The vulnerability affects Windows XP Service Packs 2 and 3; Windows XP Professional x64 Edition SP2; and all versions of Windows Vista, including service packs.

It does not affect Windows Live Movie Maker, which is available for Windows Vista and Windows 7.

However, Windows 7 users who download and install Movie Maker 2.6 could be affected.

MS 10-17 lists seven vulnerabilities in Microsoft Excel that could allow remote code execution if a user opens a specially crafted Excel file. Such files are sometimes sent to selected targets in spearphishing attempts — attacks directed at selected victims.

It affects Excel 2002, 2003, 2007 and all supported versions of Microsoft Office Excel Viewer and Microsoft Office Compatibility Pack. Mac users are also in danger, as the vulnerability affects Excel 2004 for Mac, Microsoft Office 2008 for Mac and Open XML File Format Converter for Mac. More details are available in Microsoft’s bulletin.

The first and easiest solution is to avoid opening Excel files sent by e-mail.

Users should also implement the update, which changes the way that Excel parses malicious Excel files, Microsoft said.

Reviving Older Problems

On Tuesday, Microsoft also rereleased Security Bulletin MS 09-033, first released in July 2009. This addresses vulnerabilities in Virtual PC and Virtual Server that could let attackers elevate system privileges.

It affects all supported editions of Virtual PC 2004, Virtual PC 2007 and Virtual Server 2005.

“This shows that companies have to include their virtualized operating systems in their normal patching procedures, and that they might have to do additional work on virtualized machines,” Qualys’ Kandek said.

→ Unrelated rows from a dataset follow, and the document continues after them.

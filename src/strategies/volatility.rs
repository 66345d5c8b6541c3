//! High-volatility strategy suite
//!
//! Four mutually exclusive setups, each gated to a single regime:
//! mean-reversion (Explosive), breakout-fade and range trading (High), and
//! squeeze breakouts (Elevated). The gate is the correctness property; none
//! of these may emit outside its regime.

use crate::indicators::momentum::rsi::calculate_rsi_default;
use crate::indicators::structure::support_resistance::calculate_support_resistance_default;
use crate::indicators::trend::ema::calculate_ema;
use crate::indicators::volatility::atr::calculate_atr_default;
use crate::indicators::volatility::bollinger::calculate_bollinger_bands;
use crate::models::market::{PriceBar, Regime};
use crate::models::risk::Severity;
use crate::models::signal::{Direction, Signal, StrategyKind};
use crate::strategies::confirmation::ConfirmationSet;
use crate::strategies::{build_signal, EvalContext, StrategyEvaluator};

const BAND_PERIOD: u32 = 20;
const EXTREME_BAND_SIGMA: f64 = 3.0;
const RSI_EXTREME_HIGH: f64 = 80.0;
const RSI_EXTREME_LOW: f64 = 20.0;
const RANGE_LOOKBACK: usize = 20;
const SQUEEZE_CONTRACTION: f64 = 0.75;
const SQUEEZE_SHIFT: usize = 10;

/// Fade statistical extremes in explosive conditions: price stretched beyond
/// the 3σ band while the oscillator is pinned.
pub struct MeanReversion;

impl StrategyEvaluator for MeanReversion {
    fn name(&self) -> &'static str {
        "mean_reversion"
    }

    fn evaluate(&self, ctx: &EvalContext<'_>) -> Option<Signal> {
        if ctx.regime != Regime::Explosive {
            return None;
        }

        let bands = calculate_bollinger_bands(ctx.window, BAND_PERIOD, EXTREME_BAND_SIGMA)?;
        let rsi = calculate_rsi_default(ctx.window)?;
        let atr = calculate_atr_default(ctx.window)?;
        let bar = ctx.window.last()?;

        let (direction, excursion, rsi_pinned) = if bar.close > bands.upper
            && rsi.value >= RSI_EXTREME_HIGH
        {
            (Direction::Sell, bar.close - bands.upper, rsi.value >= 85.0)
        } else if bar.close < bands.lower && rsi.value <= RSI_EXTREME_LOW {
            (Direction::Buy, bands.lower - bar.close, rsi.value <= 15.0)
        } else {
            return None;
        };

        let confirmations = ConfirmationSet::new(2)
            .check("excursion beyond band", excursion >= 0.1 * atr.value)
            .check("climax bar range", bar.range() >= atr.value)
            .check("oscillator pinned", rsi_pinned);

        if !confirmations.satisfied() {
            return None;
        }

        build_signal(
            StrategyKind::MeanReversion,
            ctx,
            direction,
            bar.close,
            Severity::from(ctx.regime),
            atr.value,
            None,
            &confirmations,
            None,
        )
    }
}

/// Fade failed breakouts at range extremes when momentum does not confirm.
pub struct BreakoutFade;

impl StrategyEvaluator for BreakoutFade {
    fn name(&self) -> &'static str {
        "breakout_fade"
    }

    fn evaluate(&self, ctx: &EvalContext<'_>) -> Option<Signal> {
        if ctx.regime != Regime::High {
            return None;
        }
        if ctx.window.len() < RANGE_LOOKBACK + 1 {
            return None;
        }

        let rsi = calculate_rsi_default(ctx.window)?;
        let atr = calculate_atr_default(ctx.window)?;
        let bar = ctx.window.last()?;
        let (prior_high, prior_low) = prior_extremes(ctx.window, RANGE_LOOKBACK)?;

        // Poke above the range that closes back inside is a failed breakout.
        if bar.high > prior_high && bar.close < prior_high {
            let upper_wick = bar.high - bar.open.max(bar.close);
            let confirmations = ConfirmationSet::new(2)
                .check("momentum divergence", rsi.value < 70.0)
                .check("rejection close", bar.close < bar.open)
                .check("long upper wick", upper_wick >= 0.5 * bar.range());
            if confirmations.satisfied() {
                return build_signal(
                    StrategyKind::BreakoutFade,
                    ctx,
                    Direction::Sell,
                    bar.close,
                    Severity::from(ctx.regime),
                    atr.value,
                    None,
                    &confirmations,
                    None,
                );
            }
        }

        if bar.low < prior_low && bar.close > prior_low {
            let lower_wick = bar.open.min(bar.close) - bar.low;
            let confirmations = ConfirmationSet::new(2)
                .check("momentum divergence", rsi.value > 30.0)
                .check("rejection close", bar.close > bar.open)
                .check("long lower wick", lower_wick >= 0.5 * bar.range());
            if confirmations.satisfied() {
                return build_signal(
                    StrategyKind::BreakoutFade,
                    ctx,
                    Direction::Buy,
                    bar.close,
                    Severity::from(ctx.regime),
                    atr.value,
                    None,
                    &confirmations,
                    None,
                );
            }
        }

        None
    }
}

/// Trade bounces off an established range boundary toward the opposite side.
pub struct RangeTrade;

impl StrategyEvaluator for RangeTrade {
    fn name(&self) -> &'static str {
        "range_trade"
    }

    fn evaluate(&self, ctx: &EvalContext<'_>) -> Option<Signal> {
        if ctx.regime != Regime::High {
            return None;
        }

        let levels = calculate_support_resistance_default(ctx.window)?;
        let rsi = calculate_rsi_default(ctx.window)?;
        let atr = calculate_atr_default(ctx.window)?;
        let bar = ctx.window.last()?;
        let proximity = 0.25 * atr.value;
        let wide_range = levels
            .range_width()
            .map(|w| w >= 2.0 * atr.value)
            .unwrap_or(false);

        if let Some(support) = levels.support_level {
            if (bar.close - support).abs() <= proximity && rsi.value <= 35.0 {
                let confirmations = ConfirmationSet::new(2)
                    .check("oscillator extreme", rsi.value <= 30.0)
                    .check("bounce bar", bar.close > bar.open)
                    .check("established range", wide_range);
                if confirmations.satisfied() {
                    return build_signal(
                        StrategyKind::RangeTrade,
                        ctx,
                        Direction::Buy,
                        bar.close,
                        Severity::from(ctx.regime),
                        atr.value,
                        None,
                        &confirmations,
                        None,
                    );
                }
            }
        }

        if let Some(resistance) = levels.resistance_level {
            if (resistance - bar.close).abs() <= proximity && rsi.value >= 65.0 {
                let confirmations = ConfirmationSet::new(2)
                    .check("oscillator extreme", rsi.value >= 70.0)
                    .check("rejection bar", bar.close < bar.open)
                    .check("established range", wide_range);
                if confirmations.satisfied() {
                    return build_signal(
                        StrategyKind::RangeTrade,
                        ctx,
                        Direction::Sell,
                        bar.close,
                        Severity::from(ctx.regime),
                        atr.value,
                        None,
                        &confirmations,
                        None,
                    );
                }
            }
        }

        None
    }
}

/// Band contraction followed by directional momentum buildup; trade the
/// breakout direction.
pub struct SqueezeBreakout;

impl StrategyEvaluator for SqueezeBreakout {
    fn name(&self) -> &'static str {
        "squeeze_breakout"
    }

    fn evaluate(&self, ctx: &EvalContext<'_>) -> Option<Signal> {
        if ctx.regime != Regime::Elevated {
            return None;
        }
        if ctx.window.len() < BAND_PERIOD as usize + SQUEEZE_SHIFT {
            return None;
        }

        let bands_now = calculate_bollinger_bands(ctx.window, BAND_PERIOD, 2.0)?;
        let earlier = &ctx.window[..ctx.window.len() - SQUEEZE_SHIFT];
        let bands_prior = calculate_bollinger_bands(earlier, BAND_PERIOD, 2.0)?;
        if bands_prior.bandwidth() <= 0.0
            || bands_now.bandwidth() >= SQUEEZE_CONTRACTION * bands_prior.bandwidth()
        {
            return None;
        }

        let rsi = calculate_rsi_default(ctx.window)?;
        let atr = calculate_atr_default(ctx.window)?;
        let closes: Vec<f64> = ctx
            .window
            .iter()
            .rev()
            .take(4)
            .rev()
            .map(|b| b.close)
            .collect();
        let rising = closes.windows(2).all(|p| p[1] > p[0]);
        let falling = closes.windows(2).all(|p| p[1] < p[0]);
        let bar = ctx.window.last()?;
        let ema_now = calculate_ema(ctx.window, BAND_PERIOD)?;
        let ema_prior = calculate_ema(&ctx.window[..ctx.window.len() - 5], BAND_PERIOD)?;
        let ranges: Vec<f64> = ctx.window.iter().map(|b| b.range()).collect();
        let avg_range = crate::common::math::sma(&ranges, 14).unwrap_or(0.0);

        if rising && rsi.value >= 55.0 {
            let confirmations = ConfirmationSet::new(2)
                .check("close above middle band", bar.close > bands_now.middle)
                .check("ema slope up", ema_now.value > ema_prior.value)
                .check("range expansion", bar.range() > avg_range);
            if confirmations.satisfied() {
                return build_signal(
                    StrategyKind::SqueezeBreakout,
                    ctx,
                    Direction::Buy,
                    bar.close,
                    Severity::from(ctx.regime),
                    atr.value,
                    None,
                    &confirmations,
                    None,
                );
            }
        }

        if falling && rsi.value <= 45.0 {
            let confirmations = ConfirmationSet::new(2)
                .check("close below middle band", bar.close < bands_now.middle)
                .check("ema slope down", ema_now.value < ema_prior.value)
                .check("range expansion", bar.range() > avg_range);
            if confirmations.satisfied() {
                return build_signal(
                    StrategyKind::SqueezeBreakout,
                    ctx,
                    Direction::Sell,
                    bar.close,
                    Severity::from(ctx.regime),
                    atr.value,
                    None,
                    &confirmations,
                    None,
                );
            }
        }

        None
    }
}

/// Largest high/low over the trailing `lookback` bars excluding the last.
pub(crate) fn prior_extremes(bars: &[PriceBar], lookback: usize) -> Option<(f64, f64)> {
    if bars.len() < lookback + 1 {
        return None;
    }
    let prior = &bars[bars.len() - 1 - lookback..bars.len() - 1];
    let high = prior.iter().map(|b| b.high).fold(f64::MIN, f64::max);
    let low = prior.iter().map(|b| b.low).fold(f64::MAX, f64::min);
    Some((high, low))
}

Microsoft has also revived the security bulletin on the Win32/Helpud Trojan. This is a family of Trojans that steals login information for popular online games. Users need to set up a firewall on their PCs; update their software, including antivirus applications; and be careful when opening attachments, accepting file transfers and clicking on links to Web pages, Microsoft said.

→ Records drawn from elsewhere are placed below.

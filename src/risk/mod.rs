//! Risk and trade-management rules
//!
//! A pure mapping from (strategy kind, severity) to a sizing/exit bundle.
//! Live arbitration and the backtest engine query the same table; there is
//! no hidden risk state anywhere else.

use crate::error::EngineError;
use crate::models::risk::{RiskPolicy, Severity, StopRule, TargetRule};
use crate::models::signal::{StrategyFamily, StrategyKind};

/// Three-level exit split.
const SPLIT_40_40_20: [TargetRule; 3] = [
    TargetRule::new(1.0, 0.40),
    TargetRule::new(2.0, 0.40),
    TargetRule::new(3.0, 0.20),
];

/// Fraction of balance risked per trade, inversely scaled with severity.
fn size_fraction(severity: Severity) -> f64 {
    match severity {
        Severity::Low => 0.020,
        Severity::Normal => 0.015,
        Severity::Elevated => 0.010,
        Severity::High => 0.0075,
        Severity::Extreme => 0.005,
    }
}

fn split_50_50(first_r: f64, second_r: f64) -> Vec<TargetRule> {
    vec![
        TargetRule::new(first_r, 0.50),
        TargetRule::new(second_r, 0.50),
    ]
}

/// Look up the policy for a strategy at a given severity. Combinations
/// outside the strategy's operating domain are a configuration error.
pub fn risk_policy(
    strategy: StrategyKind,
    severity: Severity,
) -> Result<RiskPolicy, EngineError> {
    if !severity_in_domain(strategy, severity) {
        return Err(EngineError::InvalidPolicy { strategy, severity });
    }

    let (stop, targets, trailing_activation_r, max_hold_minutes) = match strategy {
        StrategyKind::Baseline => (
            StopRule::AtrMultiple(0.75),
            SPLIT_40_40_20.to_vec(),
            1.0,
            180,
        ),
        StrategyKind::MeanReversion => {
            (StopRule::AtrMultiple(0.50), split_50_50(1.5, 3.0), 1.0, 45)
        }
        StrategyKind::BreakoutFade => {
            (StopRule::AtrMultiple(0.50), split_50_50(1.5, 2.5), 1.0, 60)
        }
        StrategyKind::RangeTrade => {
            (StopRule::AtrMultiple(0.40), split_50_50(1.5, 2.5), 1.0, 60)
        }
        StrategyKind::SqueezeBreakout => (
            StopRule::AtrMultiple(0.60),
            SPLIT_40_40_20.to_vec(),
            1.0,
            90,
        ),
        StrategyKind::NewsPrePosition => (
            StopRule::ExpectedMoveFraction(0.40),
            split_50_50(1.0, 2.0),
            1.0,
            90,
        ),
        StrategyKind::NewsStraddle => (
            StopRule::ExpectedMoveFraction(0.30),
            split_50_50(1.5, 2.5),
            0.8,
            30,
        ),
        StrategyKind::NewsMomentum => (
            StopRule::ExpectedMoveFraction(0.30),
            SPLIT_40_40_20.to_vec(),
            1.0,
            45,
        ),
        StrategyKind::NewsFade => (
            StopRule::ExpectedMoveFraction(0.35),
            split_50_50(1.5, 3.0),
            1.0,
            60,
        ),
        StrategyKind::NewsScalp => (
            StopRule::ExpectedMoveFraction(0.15),
            vec![TargetRule::new(1.0, 1.0)],
            0.8,
            15,
        ),
    };

    Ok(RiskPolicy {
        strategy,
        severity,
        size_fraction: size_fraction(severity),
        stop,
        targets,
        trailing_activation_r,
        max_hold_minutes,
    })
}

/// The severities a strategy can legitimately be asked to size for, mirroring
/// the evaluator gating table.
pub fn severity_in_domain(strategy: StrategyKind, severity: Severity) -> bool {
    match strategy.family() {
        StrategyFamily::Baseline => matches!(severity, Severity::Low | Severity::Normal),
        StrategyFamily::Volatility => match strategy {
            StrategyKind::MeanReversion => severity == Severity::Extreme,
            StrategyKind::BreakoutFade | StrategyKind::RangeTrade => severity == Severity::High,
            StrategyKind::SqueezeBreakout => severity == Severity::Elevated,
            _ => false,
        },
        // News severities derive from event impact, never from regime.
        StrategyFamily::News => matches!(
            severity,
            Severity::Elevated | Severity::High | Severity::Extreme
        ),
    }
}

Microsoft is also keeping an eye on a VBScript vulnerability impacting Windows 2000, Windows XP and Windows Server 2003 through the use of IE.

This allows remote Web execution. It does not impact Windows 7, Windows Server 2008 Release 2, Windows Server 2008 or Windows Vista.

Why IE Again?

How is it that another invalid pointer reference cropped up in IE 6? Didn’t Microsoft already patch the one that led to the Google hack?

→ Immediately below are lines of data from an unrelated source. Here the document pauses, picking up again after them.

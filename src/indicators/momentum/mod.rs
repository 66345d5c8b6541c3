pub mod rsi;
//! Scheduled economic event models

use chrono::{DateTime, Utc};
use serde::{Deserialize, Serialize};

/// Scheduled high-impact release types tracked by the engine.
#[derive(Debug, Clone, Copy, PartialEq, Eq, PartialOrd, Ord, Hash, Serialize, Deserialize)]
pub enum EventKind {
    NonFarmPayrolls,
    FomcRate,
    EcbRate,
    BoeRate,
    Cpi,
    Gdp,
}

impl EventKind {
    pub fn label(&self) -> &'static str {
        match self {
            EventKind::NonFarmPayrolls => "nfp",
            EventKind::FomcRate => "fomc_rate",
            EventKind::EcbRate => "ecb_rate",
            EventKind::BoeRate => "boe_rate",
            EventKind::Cpi => "cpi",
            EventKind::Gdp => "gdp",
        }
    }
}

/// Expected market impact of a release, used for position-size scaling.
#[derive(Debug, Clone, Copy, PartialEq, Eq, PartialOrd, Ord, Hash, Serialize, Deserialize)]
pub enum ImpactLevel {
    Medium,
    High,
    Extreme,
}

/// A scheduled release with its historical move profile. Immutable once
/// scheduled; its lifecycle ends `LOOKAHEAD_MINUTES` after release.
#[derive(Debug, Clone, Serialize, Deserialize)]
pub struct EconomicEvent {
    pub kind: EventKind,
    pub symbol: String,
    pub release_time: DateTime<Utc>,
    /// Historical average price displacement for this event type, in price units.
    pub expected_move: f64,
    /// Largest historical displacement, bounds how far momentum entries chase.
    pub max_historical_move: f64,
    pub impact: ImpactLevel,
    #[serde(skip_serializing_if = "Option::is_none")]
    pub forecast: Option<f64>,
    #[serde(skip_serializing_if = "Option::is_none")]
    pub previous: Option<f64>,
}

impl EconomicEvent {
    pub fn new(
        kind: EventKind,
        symbol: impl Into<String>,
        release_time: DateTime<Utc>,
        expected_move: f64,
        max_historical_move: f64,
        impact: ImpactLevel,
    ) -> Self {
        Self {
            kind,
            symbol: symbol.into(),
            release_time,
            expected_move,
            max_historical_move,
            impact,
            forecast: None,
            previous: None,
        }
    }

    pub fn with_figures(mut self, forecast: f64, previous: f64) -> Self {
        self.forecast = Some(forecast);
        self.previous = Some(previous);
        self
    }
}

/// Event-relative trading stage. Always recomputed from `(now, release_time)`;
/// never persisted.
#[derive(Debug, Clone, Copy, PartialEq, Eq, Hash, Serialize, Deserialize)]
pub enum Phase {
    PreEvent,
    Release,
    InitialMove,
    FollowThrough,
    Reversal,
    None,
}

impl Phase {
    pub fn is_active(&self) -> bool {
        !matches!(self, Phase::None)
    }
}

Yes it did, but browsers are huge, very complex applications. “It’s impossible to completely prevent all vulnerabilities during software development,” Microsoft’s Bryant pointed out.

“A piece of software like IE likely contains 2 to 4 million lines of code,” Paul Judge, chief research officer at Barracuda Networks, told TechNewsWorld. “It’s quite likely that this one fix was not the lone programming mistake that could result in an invalid pointer reference.”

It’s time to move from the outdated IE6 to IE8, Qualys’ Kandek said.

“The fact that IE8 is not vulnerable really underscores the need to migrate to newer, more robust technologies, as newer browsers have implemented many additional security features that are not found in older ones,” he said.